The Spiritual Side of Martial Arts – Episode 45
[The text below is excerpted from today’s show]
Today we’re talking about the spiritual aspects of martial arts. Let me be clear here – we’re not talking about religion.
Martial arts isn’t just a physical pursuit, as anyone knows. Martial arts is a method of personal development. This concept goes all the way back to the generally-accepted origin of what we today call traditional martial arts.
It was the Indian monk Bodhidharma who developed martial arts as a way of keeping the monks of the Shaolin temple in physical shape. He found that the monk’s focus on meditation left them mentally strong but physically weak. So, he gave them a set of exercises to strengthen their bodies. The combat aspects were secondary even then, just as they are for most of us now.

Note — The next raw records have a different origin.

use serde::{Deserialize, Serialize};
use std::collections::{HashMap, HashSet};

use super::AppState;
use crate::error::GameResult;
use crate::types::*;

#[derive(Debug, Clone, Serialize, Deserialize, PartialEq)]
pub struct RoomStatsEntry {
    pub player_id: UserId,
    pub username: String,
    pub points: u32,
    pub completed_checkpoints: u32,
}

/// Live progress snapshot of a room
#[derive(Debug, Clone, Serialize, Deserialize, PartialEq)]
pub struct RoomStats {
    pub room_id: RoomId,
    pub status: RoomStatus,
    pub active_players: u32,
    pub completed_checkpoints: u32,
    pub total_checkpoints: u32,
    /// Percent of all player x checkpoint pairs solved
    pub game_progress: f64,
    pub leaderboard: Vec<RoomStatsEntry>,
}

#[derive(Debug, Clone, Serialize)]
pub struct AdminDashboard {
    pub active_rooms: u32,
    /// Distinct players across active rooms
    pub total_players: u32,
    pub recent_events: Vec<GameEvent>,
}

impl AppState {
    pub async fn get_room_stats(&self, room_id: &str) -> GameResult<RoomStats> {
        let room = self.get_room(room_id).await?;
        let total_checkpoints = self.get_checkpoints_by_route(&room.route_id).await.len() as u32;

        // (points, solved checkpoints) per player
        let mut progress: HashMap<&str, (u32, HashSet<&str>)> = room
            .players
            .iter()
            .map(|p| (p.as_str(), (0, HashSet::new())))
            .collect();

        let submissions = self.submissions.read().await;
        for s in submissions
            .values()
            .filter(|s| s.room_id == room_id && s.is_correct)
        {
            if let Some((points, solved)) = progress.get_mut(s.player_id.as_str()) {
                if solved.insert(s.checkpoint_id.as_str()) {
                    *points += s.points;
                }
            }
        }

        let users = self.users.read().await;
        let mut leaderboard: Vec<RoomStatsEntry> = progress
            .into_iter()
            .map(|(player_id, (points, solved))| RoomStatsEntry {
                player_id: player_id.to_string(),
                username: users
                    .get(player_id)
                    .map(|u| u.username.clone())
                    .unwrap_or_default(),
                points,
                completed_checkpoints: solved.len() as u32,
            })
            .collect();
        leaderboard.sort_by(|a, b| {
            b.points
                .cmp(&a.points)
                .then_with(|| b.completed_checkpoints.cmp(&a.completed_checkpoints))
                .then_with(|| a.username.cmp(&b.username))
        });

        let completed_checkpoints: u32 = leaderboard.iter().map(|e| e.completed_checkpoints).sum();
        let possible = room.players.len() as u32 * total_checkpoints;
        let game_progress = if possible > 0 {
            (f64::from(completed_checkpoints) / f64::from(possible) * 10_000.0).round() / 100.0
        } else {
            0.0
        };

        Ok(RoomStats {
            room_id: room.id,
            status: room.status,
            active_players: room.players.len() as u32,
            completed_checkpoints,
            total_checkpoints,
            game_progress,
            leaderboard,
        })
    }

    /// Ids of rooms currently being played
    pub async fn active_room_ids(&self) -> Vec<RoomId> {
        self.rooms
            .read()
            .await
            .values()
            .filter(|r| r.status == RoomStatus::Active)
            .map(|r| r.id.clone())
            .collect()
    }

    pub async fn get_admin_dashboard(&self) -> AdminDashboard {
        let (active_rooms, total_players) = {
            let rooms = self.rooms.read().await;
            let active: Vec<&Room> = rooms
                .values()
                .filter(|r| r.status == RoomStatus::Active)
                .collect();
            let players: HashSet<&str> = active
                .iter()
                .flat_map(|r| r.players.iter().map(String::as_str))
                .collect();
            (active.len() as u32, players.len() as u32)
        };

        // Newest first
        let recent_events = self
            .recent_events
            .read()
            .await
            .iter()
            .rev()
            .cloned()
            .collect();

        AdminDashboard {
            active_rooms,
            total_players,
            recent_events,
        }
    }
}

#[cfg(test)]
mod tests {
    use super::*;
    use crate::state::test_support::*;

    #[tokio::test]
    async fn test_room_stats() {
        let state = AppState::new();
        let alice = player(&state, "Alice").await;
        let bob = player(&state, "Bob").await;
        let (room, route) = active_room(&state, &[&alice, &bob]).await;

        let mut input = answer(&route.checkpoints[0].id, "one");
        input.elapsed_seconds = Some(60);
        state.submit_answer(&room.id, &bob.id, input).await.unwrap();

        let stats = state.get_room_stats(&room.id).await.unwrap();
        assert_eq!(stats.active_players, 2);
        assert_eq!(stats.total_checkpoints, 2);
        assert_eq!(stats.completed_checkpoints, 1);
        assert_eq!(stats.game_progress, 25.0);
        assert_eq!(stats.leaderboard[0].username, "Bob");
        assert_eq!(stats.leaderboard[0].points, 10);
        assert_eq!(stats.leaderboard[1].points, 0);
    }

    #[tokio::test]
    async fn test_room_stats_empty_room() {
        let state = AppState::new();
        let admin = admin(&state).await;
        let route = route_with_checkpoints(&state, &admin).await;
        let room = state.create_room(&route.id, &admin.id, None).await.unwrap();

        let stats = state.get_room_stats(&room.id).await.unwrap();
        assert_eq!(stats.active_players, 0);
        assert_eq!(stats.game_progress, 0.0);
        assert!(stats.leaderboard.is_empty());
    }

    #[tokio::test]
    async fn test_admin_dashboard() {
        let state = AppState::new();
        let alice = player(&state, "Alice").await;
        let (room, _) = active_room(&state, &[&alice]).await;

        let dashboard = state.get_admin_dashboard().await;
        assert_eq!(dashboard.active_rooms, 1);
        assert_eq!(dashboard.total_players, 1);
        // joined, then started; newest first
        assert_eq!(dashboard.recent_events[0].kind, GameEventKind::GameStarted);
        assert_eq!(dashboard.recent_events[1].kind, GameEventKind::PlayerJoined);

        assert_eq!(state.active_room_ids().await, vec![room.id.clone()]);
        state.complete_room(&room.id).await.unwrap();
        assert_eq!(state.get_admin_dashboard().await.active_rooms, 0);
    }
}
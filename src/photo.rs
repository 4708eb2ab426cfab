//! Photo proof checks
//!
//! Uploading and resizing happen outside this server; players hand in the
//! URL of an already-stored photo. These checks gate what we accept.

use crate::error::{GameError, GameResult};

pub const MAX_FILE_SIZE: u64 = 10 * 1024 * 1024;
pub const ALLOWED_TYPES: &[&str] = &["image/jpeg", "image/png", "image/webp"];

/// Check upload metadata before a photo is stored
pub fn validate_photo(content_type: &str, size: u64) -> GameResult<()> {
    if size == 0 {
        return Err(GameError::InvalidInput("No file provided".to_string()));
    }
    if size > MAX_FILE_SIZE {
        return Err(GameError::InvalidInput(
            "File size must be less than 10MB".to_string(),
        ));
    }

    let content_type = content_type
        .split(';')
        .next()
        .unwrap_or_default()
        .trim()
        .to_lowercase();
    if !ALLOWED_TYPES.contains(&content_type.as_str()) {
        return Err(GameError::InvalidInput(
            "Only JPEG, PNG, and WebP images are allowed".to_string(),
        ));
    }

    Ok(())
}

/// Photo proof URLs must be absolute http(s) URLs
pub fn validate_photo_url(url: &str) -> GameResult<()> {
    let url = url.trim();
    let rest = url
        .strip_prefix("https://")
        .or_else(|| url.strip_prefix("http://"))
        .ok_or_else(|| GameError::InvalidInput("Photo URL must be http(s)".to_string()))?;

    if rest.is_empty() || rest.starts_with('/') || url.contains(char::is_whitespace) {
        return Err(GameError::InvalidInput("Malformed photo URL".to_string()));
    }
    Ok(())
}

/// URL to show a photo at reduced size.
///
/// There is no image transform backend, so this is the original URL.
pub fn thumbnail_url(url: &str, _width: u32, _height: u32) -> String {
    url.to_string()
}

#[cfg(test)]
mod tests {
    use super::*;

    #[test]
    fn test_validate_photo() {
        assert!(validate_photo("image/jpeg", 1024).is_ok());
        assert!(validate_photo("image/PNG", 1024).is_ok());
        assert!(validate_photo("image/webp; charset=binary", 1024).is_ok());

        let err = validate_photo("image/gif", 1024).unwrap_err();
        assert!(err.to_string().contains("Only JPEG, PNG, and WebP"));

        let err = validate_photo("image/jpeg", MAX_FILE_SIZE + 1).unwrap_err();
        assert!(err.to_string().contains("less than 10MB"));

        assert!(validate_photo("image/jpeg", 0).is_err());
        assert!(validate_photo("image/jpeg", MAX_FILE_SIZE).is_ok());
    }

    #[test]
    fn test_validate_photo_url() {
        assert!(validate_photo_url("https://cdn.example.com/p/1.jpg").is_ok());
        assert!(validate_photo_url("http://localhost:9000/a.png").is_ok());
        assert!(validate_photo_url("ftp://example.com/a.png").is_err());
        assert!(validate_photo_url("https://").is_err());
        assert!(validate_photo_url("https:///path").is_err());
        assert!(validate_photo_url("https://a b.com/x.jpg").is_err());
    }

    #[test]
    fn test_thumbnail_url_passthrough() {
        let url = "https://cdn.example.com/p/1.jpg";
        assert_eq!(thumbnail_url(url, 300, 200), url);
    }
}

Today’s featured whistlekick product is our line of sweatshirts. We have several styles, including pullover and zip-up, in a variety of colors. Check them out at our web store.
It was the Japanese swordsman, Miyamoto Musashi, known to many today as the author of the Book of the Five Rings, who said that the more he looked for proficiency and efficiency in his training, the more he looked for proficiency and efficiency in all things. He began to look for the deeper purpose in everything that he did.
There’s a story of a Master of the Japanese Tea Ceremony from the province of Tasa – a man without any martial arts skill but with great meditative and spiritual strength. He accidentally gave offense to a Samurai and was challenged to a duel…
You can read the transcript below or download here.
Hey everybody what’s going on its episode 45 of whistlekick martial arts radio, and today we’re going to talk about the spiritual elements of the martial arts. I’m your host Jeremy Lesniak and I’m also whistlekick’s founder. Here at whistlekick we make the world’s best sparring gear and some great apparel and accessories for traditional martial artists. Thanks to everyone tuning in again and thank you to any of the new folks checking us out. Don’t forget you can find all of our past podcast episodes, show notes for this one and a lot more at whistlekickmartialartsradio.com and while you’re on our website go ahead and sign up for our newsletter, we offer exclusive content and discounts to subscribers it’s also the only place to find out about upcoming guests on the show. We make a lot of great things here at whistlekick like our line of sweat shirts. We’ve got pull overs and zip ups, different colors different styles and you can check out all of those over at whistlekick.com. But today we’re talking about the spiritual aspects of martial arts not sweat shirts.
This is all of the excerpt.